Another sign of sclerotinia is sclerotia inside the plant. The sclerotia will look like mouse droppings, Zuzak said. Those sclerotia will survive in the soil. The next year the sclerotia may infect the crop by growing apothecia (mushrooms that release spores), or growing mycelia that reach plants.
3. Root rot
There are several pathogens implicated in root rot, including rhizoctonia, fusarium, and pythium.
Rhizoctonia is the main suspect in brown girdling root rot, which is the most serious root rot afflicting canola.
All canola growing areas see root rot from time to time. According to the Canola Council website, brown girdling root rot is widespread the Peace River region, causing more yield loss than all the other diseases. B. rapa varieties have greater susceptibility, the Council states.
Jurke said plants sick with root rot will not have cankers or pycnidia. The insides of stems will either be clean, with no blackening, or with some brown.

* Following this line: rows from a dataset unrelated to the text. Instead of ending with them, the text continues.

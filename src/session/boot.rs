// src/session/boot.rs

//! Startup logo animation, counted in frames.
//!
//! For the first 59 frames the screen stays dark. The logo then fades in
//! and the chime plays once it is fully opaque. After the start timer runs
//! out the logo holds, then fades out over the last 90 frames of the logo
//! timer.

const START_TICKS: u32 = 180;
const LOGO_TICKS: u32 = 120;
const FADE_IN_BELOW: u32 = 120;
const FADE_OUT_BELOW: u32 = 90;
const ALPHA_STEP: u8 = 5;

#[derive(Debug, Clone, PartialEq, Eq)]
pub struct BootSequence {
    start_timer: u32,
    logo_timer: u32,
    alpha: u8,
    chimed: bool,
    finished: bool,
}

/// What happened during one frame of the boot sequence.
#[derive(Debug, Clone, Copy, Default, PartialEq, Eq)]
pub struct BootTick {
    pub play_chime: bool,
    pub finished: bool,
}

impl Default for BootSequence {
    fn default() -> Self {
        Self::new()
    }
}

impl BootSequence {
    pub fn new() -> Self {
        Self {
            start_timer: START_TICKS,
            logo_timer: LOGO_TICKS,
            alpha: 0,
            chimed: false,
            finished: false,
        }
    }

    /// A sequence that is already over.
    pub fn finished() -> Self {
        Self {
            start_timer: 0,
            logo_timer: 0,
            alpha: 0,
            chimed: true,
            finished: true,
        }
    }

    pub fn alpha(&self) -> u8 {
        self.alpha
    }

    pub fn is_finished(&self) -> bool {
        self.finished
    }

    pub fn advance(&mut self) -> BootTick {
        let mut tick = BootTick::default();
        if self.finished {
            tick.finished = true;
            return tick;
        }

        if self.start_timer > 0 {
            self.start_timer -= 1;
            if self.start_timer <= FADE_IN_BELOW {
                if self.alpha < u8::MAX {
                    self.alpha = self.alpha.saturating_add(ALPHA_STEP);
                } else if !self.chimed {
                    self.chimed = true;
                    tick.play_chime = true;
                }
            }
        } else if self.logo_timer > 0 {
            self.logo_timer -= 1;
            if self.logo_timer <= FADE_OUT_BELOW {
                self.alpha = self.alpha.saturating_sub(ALPHA_STEP);
            }
        } else {
            self.alpha = self.alpha.saturating_sub(ALPHA_STEP);
            self.finished = self.alpha == 0;
        }

        tick.finished = self.finished;
        tick
    }
}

The Canola Council states early in the year light-brown lesions will form on the taproot or the main lateral roots, below the soil line. Those lesions enlarge, sink, and girdle the taproot. Those plants can be ripped out by wind or die from desiccation. They also tend to ripen before setting seed.
Jurke pointed out that canola can have both blackleg and root rot. Those plants will have cankers, as well as the typical root rot symptoms.

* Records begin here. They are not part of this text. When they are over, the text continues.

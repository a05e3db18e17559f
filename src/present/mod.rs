// src/present/mod.rs

//! Presentation ports.
//!
//! The session never draws, plays, or polls anything itself. It hands a
//! [`Frame`] to a [`RenderSink`], a sound to an [`AudioSink`], and asks an
//! [`InputSource`] for whatever happened since the last frame.

use crate::present::assets::SoundHandle;

pub mod assets;
pub mod frame;
pub mod terminal;

pub use frame::{Drawable, Frame, Rect, Sprite};

/// Discrete operator input.
#[derive(Debug, Clone, Copy, PartialEq, Eq, Hash)]
pub enum InputEvent {
    Up,
    Down,
    Left,
    Right,
    Confirm,
    Cancel,
    Quit,
}

pub trait RenderSink: Send {
    fn present(&mut self, frame: &Frame);
}

/// Fire-and-forget playback.
pub trait AudioSink: Send {
    fn play(&mut self, sound: &SoundHandle);
}

pub trait InputSource: Send {
    /// Events since the previous call, oldest first.
    fn poll(&mut self) -> Vec<InputEvent>;
}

Blackleg and root rot together are a disaster which will create a big yield loss, said Jurke. When faced with such a double whammy, farmers need to remember that the blackleg populations in their field must have evolved to get around the variety resistance.
“It doesn’t really matter if there’s root rot in the root or not. If you’re finding blackleg here, the (blackleg) resistance is not working,” said Jurke.
4. Verticillium wilt
Verticillium wilt is a big problem in Europe’s winter oilseed rape, said Zuzak. It’s also been found in Manitoba, but Manitoba is not Sweden.
“In spring canola, we’re not really sure exactly what kind of infection potential it has,” she said.
Farmers and agronomists can spot this disease by watching for “half symptoms,” Zuzak said. For example, fusarium wilt will yellow half a leaf. Half the stem may also turn brown, or there may be a brown stripe, with very straight margins, she added.
The disease forces the plant to shed its own cubicle, Zuzak said. Plants will also shed their own cuticles while still growing, she added, exposing the microsclerotia.
Verticillium wilt is a later-season infection, so farmers and agronomists can scout stubble after swathing, or even the next year. The plant produces lots of microsclerotia after it’s cut, between the cuticle and the pith, Zuzak said. Those microsclerotia look like dirt specks.
The microsclerotia also inoculate the soil. Right now there are no resistant cultivars. Zuzak said the management recommendations are similar to clubroot. And although the resting spores are long-lived in the soil, a longer rotation should reduce the inoculum, she added.
There haven’t been many disease trials yet on spring canola, she added.
“So we’re not really sure about the extent of this threat yet, other than it’s soilborne. And there’s nothing to really stop soilborne pathogens from crossing borders.”